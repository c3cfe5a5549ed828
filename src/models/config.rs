//! Configuration model.

use crate::models::catalog::COMPLETION_THRESHOLD;
use crate::Result;
use serde::{Deserialize, Serialize};
use std::path::{Path, PathBuf};

/// Application configuration.
#[derive(Debug, Clone, Serialize, Deserialize)]
#[serde(default)]
pub struct Config {
    /// Library root used when a command is given no path.
    pub library_path: Option<PathBuf>,
    /// SQLite catalog file.
    pub database_path: PathBuf,
    /// Media prober configuration.
    pub probe: ProbeConfig,
    /// Sync configuration.
    pub sync: SyncConfig,
    /// Fraction of the duration after which an episode counts as watched.
    pub completion_threshold: f64,
}

/// Media prober configuration.
#[derive(Debug, Clone, Serialize, Deserialize)]
#[serde(default)]
pub struct ProbeConfig {
    /// ffprobe executable.
    pub ffprobe_path: String,
    /// Per-file timeout in seconds.
    pub timeout_secs: u64,
    /// Maximum concurrent prober processes.
    pub max_concurrent: usize,
}

/// Sync configuration.
#[derive(Debug, Clone, Serialize, Deserialize)]
#[serde(default)]
pub struct SyncConfig {
    /// Series folders processed concurrently.
    pub series_workers: usize,
    /// Seconds to wait for one directory walk or file stat.
    pub scan_timeout_secs: u64,
}

impl Default for Config {
    fn default() -> Self {
        Self {
            library_path: None,
            database_path: dirs_config_path().join("aniplay.db"),
            probe: ProbeConfig::default(),
            sync: SyncConfig::default(),
            completion_threshold: COMPLETION_THRESHOLD,
        }
    }
}

impl Default for ProbeConfig {
    fn default() -> Self {
        Self {
            ffprobe_path: "ffprobe".to_string(),
            timeout_secs: 30,
            max_concurrent: 4,
        }
    }
}

impl Default for SyncConfig {
    fn default() -> Self {
        Self {
            series_workers: 4,
            scan_timeout_secs: 120,
        }
    }
}

/// Get the configuration directory path.
pub fn dirs_config_path() -> PathBuf {
    dirs::config_dir()
        .unwrap_or_else(|| PathBuf::from("."))
        .join("aniplay")
}

/// Default location of the configuration file.
pub fn default_config_file() -> PathBuf {
    dirs_config_path().join("config.toml")
}

/// Load configuration from a specific file.
pub fn load_config_from(path: &Path) -> Result<Config> {
    let content = std::fs::read_to_string(path)?;
    let config = toml::from_str(&content)?;
    Ok(config)
}

/// Load configuration from the default file, falling back to defaults.
pub fn load_config() -> Config {
    let config_path = default_config_file();

    if config_path.exists() {
        match load_config_from(&config_path) {
            Ok(config) => return config,
            Err(e) => {
                tracing::warn!("Ignoring config {}: {}", config_path.display(), e);
            }
        }
    }

    Config::default()
}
◇ ◇ ◇ ◇
# Your assignment:
In the listing above, how many lines include the string "aniplay"? Reply with the number alone.

# Solution to this task:
2